//! Raw-header-map to analysis-record extraction.

use crate::config::{
    HEADER_CACHE_CONTROL, HEADER_CONTENT_LENGTH, HEADER_CONTENT_TYPE, HEADER_DATE, HEADER_ETAG,
    HEADER_EXPIRES, HEADER_LAST_MODIFIED, HEADER_VARY, HEADER_X_AKAMAI_PRAGMA_CLIENT_IP,
    HEADER_X_AKAMAI_REQUEST_ID, HEADER_X_AKAMAI_SESSION_INFO, HEADER_X_AKAMAI_STAGING,
    HEADER_X_CACHE, HEADER_X_CACHE_KEY, HEADER_X_CACHE_SERVER, HEADER_X_CHECK_CACHEABLE,
    HEADER_X_EDGECONNECT_MIDMILE_RTT, HEADER_X_EDGECONNECT_ORIGIN_LATENCY,
    HEADER_X_ORIGIN_SERVER, HEADER_X_SERIAL, HEADER_X_TRUE_CACHE_KEY, SESSION_KEY_CLIENT_CITY,
    SESSION_KEY_CLIENT_COUNTRY, SESSION_KEY_FWD_URL, SESSION_KEY_PROPERTY_NAME,
    SESSION_KEY_PROPERTY_VERSION, SESSION_KEY_SR_ENABLED, SESSION_KEY_TD_ENABLED,
};
use crate::fetch::RawHeaders;
use crate::parse::{parse_session_info, TtlSource};

use super::record::{AkamaiNetwork, AnalysisRecord, Field};

/// Extracts the semantic analysis record from the raw header map.
///
/// Pure and total: case-insensitive lookup throughout, every field defaults
/// to the unknown sentinel when its source header is absent, and no header
/// map — however malformed — makes this function fail. TTL fields are left
/// unresolved; [`resolve_ttl`](crate::analysis::resolve_ttl) annotates them.
pub fn extract(headers: &RawHeaders) -> AnalysisRecord {
    let x_cache = headers.get(HEADER_X_CACHE);
    let (cache_status, cache_server_hostname) = split_x_cache(x_cache);

    let client_ip = headers
        .get(HEADER_X_AKAMAI_PRAGMA_CLIENT_IP)
        .and_then(first_of_list);

    let akamai_network = match headers.get(HEADER_X_AKAMAI_STAGING) {
        Some(flag) if flag.eq_ignore_ascii_case("ESSL") => AkamaiNetwork::Staging,
        _ => AkamaiNetwork::Production,
    };

    let session = parse_session_info(headers.get(HEADER_X_AKAMAI_SESSION_INFO).unwrap_or(""));
    let session_field = |key: &str| Field::from(session.get(key).cloned());

    AnalysisRecord {
        cache_status,
        cache_server_hostname,
        cacheability: Field::from_opt(headers.get(HEADER_X_CHECK_CACHEABLE)),
        cache_key: Field::from_opt(headers.get(HEADER_X_CACHE_KEY)),
        true_cache_key: Field::from_opt(headers.get(HEADER_X_TRUE_CACHE_KEY)),
        edge_server_id: Field::from_opt(headers.get(HEADER_X_CACHE_SERVER)),
        serial_number: Field::from_opt(headers.get(HEADER_X_SERIAL)),
        request_id: Field::from_opt(headers.get(HEADER_X_AKAMAI_REQUEST_ID)),
        client_ip: Field::from(client_ip),
        client_city: session_field(SESSION_KEY_CLIENT_CITY),
        client_country: session_field(SESSION_KEY_CLIENT_COUNTRY),
        origin_server: Field::from_opt(headers.get(HEADER_X_ORIGIN_SERVER)),
        midmile_rtt: Field::from_opt(headers.get(HEADER_X_EDGECONNECT_MIDMILE_RTT)),
        origin_latency: Field::from_opt(headers.get(HEADER_X_EDGECONNECT_ORIGIN_LATENCY)),
        date: Field::from_opt(headers.get(HEADER_DATE)),
        content_type: Field::from_opt(headers.get(HEADER_CONTENT_TYPE)),
        content_length: Field::from_opt(headers.get(HEADER_CONTENT_LENGTH)),
        last_modified: Field::from_opt(headers.get(HEADER_LAST_MODIFIED)),
        etag: Field::from_opt(headers.get(HEADER_ETAG)),
        expires: Field::from_opt(headers.get(HEADER_EXPIRES)),
        cache_control: Field::from_opt(headers.get(HEADER_CACHE_CONTROL)),
        vary: Field::from_opt(headers.get(HEADER_VARY)),
        akamai_network,
        property_name: session_field(SESSION_KEY_PROPERTY_NAME),
        property_version: session_field(SESSION_KEY_PROPERTY_VERSION),
        fwd_url: session_field(SESSION_KEY_FWD_URL),
        sureroute_enabled: session_field(SESSION_KEY_SR_ENABLED),
        tiered_distribution_enabled: session_field(SESSION_KEY_TD_ENABLED),
        origin_ttl_seconds: None,
        origin_ttl_source: TtlSource::Unknown,
        cache_key_ttl: None,
    }
}

/// Splits an `X-Cache` value into status token and serving hostname.
///
/// Grammar: `<STATUS> from <HOSTNAME> [(...)]` — the status is the first
/// whitespace-delimited token; the hostname is the token immediately after
/// the literal `" from "` marker, when present.
fn split_x_cache(value: Option<&str>) -> (Field, Field) {
    let Some(value) = value else {
        return (Field::Unknown, Field::Unknown);
    };
    let status = Field::from(value.split_whitespace().next().map(str::to_string));
    let hostname = value
        .split_once(" from ")
        .and_then(|(_, rest)| rest.split_whitespace().next())
        .map(str::to_string);
    (status, Field::from(hostname))
}

/// Returns the first comma-delimited entry, trimmed.
///
/// A proxy chain may list several IPs; only the first, originating one is
/// reported.
fn first_of_list(value: &str) -> Option<String> {
    value
        .split(',')
        .next()
        .map(str::trim)
        .filter(|s| !s.is_empty())
        .map(str::to_string)
}

#[cfg(test)]
mod tests {
    use super::*;

    fn akamai_headers() -> RawHeaders {
        RawHeaders::from_pairs([
            ("X-Cache", "TCP_HIT from edge123.akamai.net (1)"),
            ("X-Check-Cacheable", "YES"),
            ("X-Cache-Key", "/L/www.example.com/abc123/1d/xyz/"),
            ("X-True-Cache-Key", "/L/www.example.com/def456/1d/xyz/"),
            ("X-Cache-Server", "23808"),
            ("X-Serial", "402"),
            ("X-Akamai-Request-ID", "1a2b3c4d"),
            ("X-Akamai-Pragma-Client-IP", "198.51.100.7, 203.0.113.9"),
            ("X-Origin-Server", "origin.example.com"),
            ("X-EdgeConnect-MidMile-RTT", "24"),
            ("X-EdgeConnect-Origin-MEX-Latency", "111"),
            ("Date", "Thu, 01 Jan 2026 12:00:00 GMT"),
            ("Content-Type", "text/html; charset=utf-8"),
            ("Content-Length", "5120"),
            ("Last-Modified", "Wed, 31 Dec 2025 00:00:00 GMT"),
            ("ETag", "\"abc123\""),
            ("Expires", "Thu, 01 Jan 2026 13:00:00 GMT"),
            ("Cache-Control", "public, max-age=3600"),
            ("Vary", "Accept-Encoding"),
            (
                "X-Akamai-Session-Info",
                "name=AKA_PM_PROPERTY_NAME; value=www.example.com, \
                 name=AKA_PM_PROPERTY_VERSION; value=42, \
                 name=AKA_PM_SR_ENABLED; value=true, \
                 name=AKA_PM_TD_ENABLED; value=false, \
                 name=PMUSER_CITY; value=AMSTERDAM, \
                 name=PMUSER_COUNTRY; value=NL",
            ),
        ])
    }

    #[test]
    fn test_extract_cache_status_and_hostname() {
        let record = extract(&akamai_headers());
        assert_eq!(record.cache_status, Field::Known("TCP_HIT".to_string()));
        assert_eq!(
            record.cache_server_hostname,
            Field::Known("edge123.akamai.net".to_string())
        );
    }

    #[test]
    fn test_extract_x_cache_without_from_marker() {
        let headers = RawHeaders::from_pairs([("X-Cache", "TCP_MISS")]);
        let record = extract(&headers);
        assert_eq!(record.cache_status, Field::Known("TCP_MISS".to_string()));
        assert_eq!(record.cache_server_hostname, Field::Unknown);
    }

    #[test]
    fn test_extract_client_ip_takes_first_of_chain() {
        let record = extract(&akamai_headers());
        assert_eq!(record.client_ip, Field::Known("198.51.100.7".to_string()));
    }

    #[test]
    fn test_extract_session_info_fields() {
        let record = extract(&akamai_headers());
        assert_eq!(
            record.property_name,
            Field::Known("www.example.com".to_string())
        );
        assert_eq!(record.property_version, Field::Known("42".to_string()));
        assert_eq!(record.sureroute_enabled, Field::Known("true".to_string()));
        assert_eq!(
            record.tiered_distribution_enabled,
            Field::Known("false".to_string())
        );
        assert_eq!(record.client_city, Field::Known("AMSTERDAM".to_string()));
        assert_eq!(record.client_country, Field::Known("NL".to_string()));
    }

    #[test]
    fn test_extract_network_defaults_to_production() {
        let record = extract(&akamai_headers());
        assert_eq!(record.akamai_network, AkamaiNetwork::Production);
    }

    #[test]
    fn test_extract_network_staging_on_essl_case_insensitive() {
        let headers = RawHeaders::from_pairs([("X-Akamai-Staging", "essl")]);
        let record = extract(&headers);
        assert_eq!(record.akamai_network, AkamaiNetwork::Staging);

        let headers = RawHeaders::from_pairs([("X-Akamai-Staging", "other")]);
        let record = extract(&headers);
        assert_eq!(record.akamai_network, AkamaiNetwork::Production);
    }

    #[test]
    fn test_extract_empty_map_is_all_unknown() {
        let record = extract(&RawHeaders::default());
        assert_eq!(record.cache_status, Field::Unknown);
        assert_eq!(record.cache_key, Field::Unknown);
        assert_eq!(record.request_id, Field::Unknown);
        assert_eq!(record.client_ip, Field::Unknown);
        assert_eq!(record.property_name, Field::Unknown);
        assert_eq!(record.akamai_network, AkamaiNetwork::Production);
        assert_eq!(record.origin_ttl_seconds, None);
        assert_eq!(record.cache_key_ttl, None);
    }

    #[test]
    fn test_extract_is_case_insensitive_on_header_names() {
        let headers = RawHeaders::from_pairs([("X-CACHE-KEY", "/L/a/b/30s/c/")]);
        let record = extract(&headers);
        assert_eq!(record.cache_key, Field::Known("/L/a/b/30s/c/".to_string()));
    }
}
* * * * * * *
■ **What you have to do**
The response must contain every line from the listing above in which the string "crate" appears.

■ **Answer to this task**
use crate::config::{
use crate::fetch::RawHeaders;
use crate::parse::{parse_session_info, TtlSource};
/// unresolved; [`resolve_ttl`](crate::analysis::resolve_ttl) annotates them.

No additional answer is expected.